Un exemple effrayant de la manière dont Porochenko entend s’occuper des opposants politiques au lendemain de la proclamation de la loi martiale, le candidat à la présidentielle Anatolyi Hrytsenko, du parti de centre-droit « Notre Ukraine », a été attaqué par une trentaine de voyous masqués lors d’un entretien électoral à Odessa. Malgré le fait que la police soit sur le lieu de l’assaut, personne n’a été arrêté, selon un partisan de Hrytsenko. La police a également déclaré qu’elle enquêtait sur l’assaut comme un cas de « hooliganisme » plutôt que comme une attaque politique préméditée.

Hrytsenko a depuis lors accusé Porochenko d’avoir utilisé des voyous pour faire son sale boulot politique. Dans la plupart des sondages, Hrytsenko est ex-æquo ou devance même Porochenko. Il y a quelques semaines à peine, un autre homme politique ukrainien est décédé des suites d’un attentat barbare à l’acide perpétré par des voyous fascistes soupçonnés d’entretenir des liens directs avec le gouvernement de Porochenko.

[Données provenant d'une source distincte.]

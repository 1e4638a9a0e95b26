use crate::models::{DayView, HourSlotView};

const EXPLAIN: &str = "Habit tracker for obsessive maniacs";
const DELETE: &str = "Delete all saved data";
const NEW_DAY: &str = "New day will appear tomorrow";

pub fn render_index(goal: &str, timeline: &[DayView]) -> String {
    let days: String = timeline.iter().map(render_day).collect();
    INDEX_HTML
        .replace("{{EXPLAIN}}", EXPLAIN)
        .replace("{{DELETE}}", DELETE)
        .replace("{{NEW_DAY}}", NEW_DAY)
        .replace("{{DAYS}}", &days)
        // Last, so goal text is never expanded as a placeholder.
        .replace("{{GOAL}}", &escape_html(goal))
}

fn render_day(day: &DayView) -> String {
    let rows: String = day.blocks.iter().map(|hours| render_block(hours)).collect();
    format!(
        "<li class=\"day\"><h4 class=\"day-title\">{}</h4>{rows}</li>\n",
        escape_html(&day.title)
    )
}

fn render_block(hours: &[HourSlotView]) -> String {
    let slots: String = hours.iter().map(render_slot).collect();
    format!("<div class=\"block\">{slots}</div>")
}

fn render_slot(slot: &HourSlotView) -> String {
    format!(
        "<label class=\"slot\"><input type=\"checkbox\" name=\"{field}\"{checked} /> {hour}</label>",
        field = escape_html(&slot.field),
        checked = if slot.checked { " checked" } else { "" },
        hour = escape_html(&slot.hour),
    )
}

fn escape_html(value: &str) -> String {
    let mut out = String::with_capacity(value.len());
    for ch in value.chars() {
        match ch {
            '&' => out.push_str("&amp;"),
            '<' => out.push_str("&lt;"),
            '>' => out.push_str("&gt;"),
            '"' => out.push_str("&quot;"),
            '\'' => out.push_str("&#39;"),
            _ => out.push(ch),
        }
    }
    out
}

const INDEX_HTML: &str = r#"<!DOCTYPE html>
<html lang="en">
<head>
  <meta charset="UTF-8" />
  <meta name="viewport" content="width=device-width, initial-scale=1.0" />
  <title>ControlFreakApp</title>
  <style>
    :root {
      --bg: #141414;
      --panel: #1f1f1f;
      --ink: #e8e8e8;
      --muted: #8c8c8c;
      --accent: #177ddc;
      --danger: #d32029;
      --rule: #303030;
    }

    * {
      box-sizing: border-box;
    }

    body {
      margin: 0;
      background: var(--bg);
      color: var(--ink);
      font-family: -apple-system, "Segoe UI", Roboto, sans-serif;
      padding: 32px 16px 64px;
    }

    .app {
      width: min(760px, 100%);
      margin: 0 auto;
    }

    h1 {
      font-size: 2.2rem;
      margin: 0 0 12px;
    }

    .explanation {
      cursor: help;
      color: var(--accent);
      font-size: 1.2rem;
    }

    .goal-row {
      display: flex;
      align-items: center;
      gap: 12px;
    }

    .goal-form {
      flex: 1;
      display: flex;
      gap: 8px;
    }

    .goal-form input {
      flex: 1;
      background: transparent;
      border: 1px solid transparent;
      color: var(--ink);
      font-size: 1.5rem;
      font-weight: 600;
      padding: 4px 6px;
    }

    .goal-form input:focus {
      border-color: var(--accent);
      outline: none;
    }

    button {
      background: none;
      border: 1px solid var(--rule);
      color: var(--ink);
      border-radius: 6px;
      padding: 6px 12px;
      cursor: pointer;
    }

    button.danger {
      color: var(--danger);
      border-color: var(--danger);
    }

    hr {
      border: 0;
      border-top: 2px solid var(--rule);
      margin: 20px 0;
    }

    .timeline {
      list-style: none;
      margin: 0;
      padding: 0 0 0 20px;
      border-left: 2px solid var(--rule);
    }

    .day,
    .pending {
      position: relative;
      padding: 0 0 24px 12px;
    }

    .day::before,
    .pending::before {
      content: "";
      position: absolute;
      left: -27px;
      top: 6px;
      width: 10px;
      height: 10px;
      border-radius: 50%;
      border: 2px solid var(--accent);
      background: var(--bg);
    }

    .pending {
      color: var(--muted);
    }

    .day-title {
      margin: 0 0 8px;
      font-size: 1.1rem;
    }

    .block {
      display: grid;
      grid-template-columns: repeat(6, 1fr);
      gap: 4px;
      margin-bottom: 4px;
    }

    .slot {
      font-size: 0.85rem;
      white-space: nowrap;
    }

    .status {
      min-height: 1.2em;
      color: var(--muted);
      font-size: 0.85rem;
    }
  </style>
</head>
<body>
  <main class="app">
    <h1>ControlFreakApp <span class="explanation" title="{{EXPLAIN}}">?</span></h1>

    <div class="goal-row">
      <form class="goal-form" method="post" action="/goal">
        <input name="goal" value="{{GOAL}}" aria-label="Goal" required />
        <button type="submit">Save goal</button>
      </form>
      <form id="reset-form" method="post" action="/reset">
        <button class="danger" type="submit" title="{{DELETE}}">Delete</button>
      </form>
    </div>

    <hr />

    <form id="calendar-form" method="post" action="/calendar">
      <ol class="timeline">
        <li class="pending" title="{{NEW_DAY}}">{{NEW_DAY}}</li>
{{DAYS}}      </ol>
      <noscript><button type="submit">Save</button></noscript>
    </form>
    <p class="status" id="status"></p>
  </main>

  <script>
    const status = document.getElementById('status');
    const calendarForm = document.getElementById('calendar-form');
    const resetForm = document.getElementById('reset-form');

    const setStatus = (text) => {
      status.textContent = text;
    };

    const collectValues = () => {
      const values = {};
      calendarForm.querySelectorAll('input[type=checkbox]').forEach((box) => {
        values[box.name] = box.checked;
      });
      return values;
    };

    calendarForm.addEventListener('change', async () => {
      setStatus('Saving...');
      try {
        const res = await fetch('/api/calendar', {
          method: 'POST',
          headers: { 'content-type': 'application/json' },
          body: JSON.stringify({ values: collectValues() })
        });
        if (!res.ok) {
          throw new Error((await res.text()) || 'Request failed');
        }
        setStatus('Saved');
        setTimeout(() => setStatus(''), 1200);
      } catch (err) {
        setStatus(err.message);
      }
    });

    resetForm.addEventListener('submit', (event) => {
      const ok = window.confirm("Delete all?\n\nYou won't be able to recover your data after the deletion");
      if (!ok) {
        event.preventDefault();
      }
    });
  </script>
</body>
</html>
"#;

Dans une nouvelle démonstration de leur hypocrisie sans bornes, les médias pro-impérialistes ont largement soutenu l’imposition par Porochenko de la loi martiale. Time Magazine, qui a agité pour que Trump « tienne tête à Poutine » à propos de la crise de la mer d’Azov, a félicité Porochenko pour avoir « déclaré la loi martiale avec succès » et « dynamisé son système de défense ». Tout en dénonçant sans relâche Poutine en dictateur impitoyable, les puissances impérialistes, dans la poursuite de leurs intérêts géostratégiques et avec le soutien de leurs laquais dans les médias, soutiennent un gouvernement d’extrême droite en Ukraine, qui crée un nouveau précédent pour la mise en place d’un pouvoir dictatorial en Europe et provoquer une éventuelle guerre avec la Russie qui mettrait en danger la vie de millions de personnes.